● Problem to solve: The response has to be every entry, printed word for word.

------ Material supplied ------

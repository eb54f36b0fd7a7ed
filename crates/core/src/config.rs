//! Environment configuration
//!
//! The console needs a single value from its environment: the base URL of the
//! admin API. It is resolved once from a variable source, trimmed, and falls
//! back to a fixed default when the variable is unset or blank.

use serde::{Deserialize, Serialize};
use thiserror::Error;
use tracing::{info, warn};

/// Variable holding the admin API base URL
pub const API_BASE_URL_VAR: &str = "REACT_APP_API_BASE_URL";

/// Variable holding the build mode (`development` or `production`)
pub const MODE_VAR: &str = "NODE_ENV";

/// Base URL used when [`API_BASE_URL_VAR`] is unset or blank
pub const DEFAULT_API_BASE_URL: &str = "https://9c544eaf310d.ngrok-free.app";

/// Resolved, read-only environment configuration
#[derive(Debug, Clone, PartialEq, Eq, Serialize, Deserialize)]
pub struct EnvironmentConfig {
    /// Base URL of the admin API, without trailing whitespace
    pub api_base_url: String,
    pub is_development: bool,
    pub is_production: bool,
}

/// Non-fatal problems found while loading the configuration
#[derive(Debug, Clone, PartialEq, Eq, Error)]
pub enum ConfigWarning {
    #[error("API base URL {0:?} does not start with http")]
    NonHttpBaseUrl(String),
}

impl EnvironmentConfig {
    /// Resolve the configuration from a variable source.
    ///
    /// `source` maps a variable name to its value, if set. Any warning about
    /// the resolved URL is logged and the value is kept unchanged.
    pub fn from_source<F>(source: F) -> Self
    where
        F: Fn(&str) -> Option<String>,
    {
        let api_base_url = resolve_api_base_url(source(API_BASE_URL_VAR).as_deref());
        if let Some(warning) = check_api_base_url(&api_base_url) {
            warn!(%warning, "API base URL looks invalid");
        }

        let mode = source(MODE_VAR);
        let (is_development, is_production) = match mode.as_deref().map(str::trim) {
            Some("development") => (true, false),
            Some("production") => (false, true),
            Some(_) => (false, false),
            None => (cfg!(debug_assertions), !cfg!(debug_assertions)),
        };

        info!(
            api_base_url = %api_base_url,
            is_development,
            is_production,
            "Environment loaded"
        );

        Self {
            api_base_url,
            is_development,
            is_production,
        }
    }
}

/// Trim the raw variable and fall back to [`DEFAULT_API_BASE_URL`] when it is
/// missing or blank.
pub fn resolve_api_base_url(raw: Option<&str>) -> String {
    match raw.map(str::trim) {
        Some(value) if !value.is_empty() => value.to_string(),
        _ => DEFAULT_API_BASE_URL.to_string(),
    }
}

/// Only the scheme prefix is checked; anything else is left to the HTTP client.
pub fn check_api_base_url(url: &str) -> Option<ConfigWarning> {
    if url.starts_with("http") {
        None
    } else {
        Some(ConfigWarning::NonHttpBaseUrl(url.to_string()))
    }
}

------

● Exercise output:
repository eb54f36b0fd7a7ed
filename crates/core/src/config.rs
//! Environment configuration
//!
//! The console needs a single value from its environment: the base URL of the
//! admin API. It is resolved once from a variable source, trimmed, and falls
//! back to a fixed default when the variable is unset or blank.

use serde::{Deserialize, Serialize};
use thiserror::Error;
use tracing::{info, warn};

/// Variable holding the admin API base URL
pub const API_BASE_URL_VAR: &str = "REACT_APP_API_BASE_URL";

/// Variable holding the build mode (`development` or `production`)
pub const MODE_VAR: &str = "NODE_ENV";

/// Base URL used when [`API_BASE_URL_VAR`] is unset or blank
pub const DEFAULT_API_BASE_URL: &str = "https://9c544eaf310d.ngrok-free.app";

/// Resolved, read-only environment configuration
#[derive(Debug, Clone, PartialEq, Eq, Serialize, Deserialize)]
pub struct EnvironmentConfig {
    /// Base URL of the admin API, without trailing whitespace
    pub api_base_url: String,
    pub is_development: bool,
    pub is_production: bool,
}

/// Non-fatal problems found while loading the configuration
#[derive(Debug, Clone, PartialEq, Eq, Error)]
pub enum ConfigWarning {
    #[error("API base URL {0:?} does not start with http")]
    NonHttpBaseUrl(String),
}

impl EnvironmentConfig {
    /// Resolve the configuration from a variable source.
    ///
    /// `source` maps a variable name to its value, if set. Any warning about
    /// the resolved URL is logged and the value is kept unchanged.
    pub fn from_source<F>(source: F) -> Self
    where
        F: Fn(&str) -> Option<String>,
    {
        let api_base_url = resolve_api_base_url(source(API_BASE_URL_VAR).as_deref());
        if let Some(warning) = check_api_base_url(&api_base_url) {
            warn!(%warning, "API base URL looks invalid");
        }

        let mode = source(MODE_VAR);
        let (is_development, is_production) = match mode.as_deref().map(str::trim) {
            Some("development") => (true, false),
            Some("production") => (false, true),
            Some(_) => (false, false),
            None => (cfg!(debug_assertions), !cfg!(debug_assertions)),
        };

        info!(
            api_base_url = %api_base_url,
            is_development,
            is_production,
            "Environment loaded"
        );

        Self {
            api_base_url,
            is_development,
            is_production,
        }
    }
}

/// Trim the raw variable and fall back to [`DEFAULT_API_BASE_URL`] when it is
/// missing or blank.
pub fn resolve_api_base_url(raw: Option<&str>) -> String {
    match raw.map(str::trim) {
        Some(value) if !value.is_empty() => value.to_string(),
        _ => DEFAULT_API_BASE_URL.to_string(),
    }
}

/// Only the scheme prefix is checked; anything else is left to the HTTP client.
pub fn check_api_base_url(url: &str) -> Option<ConfigWarning> {
    if url.starts_with("http") {
        None
    } else {
        Some(ConfigWarning::NonHttpBaseUrl(url.to_string()))
    }
}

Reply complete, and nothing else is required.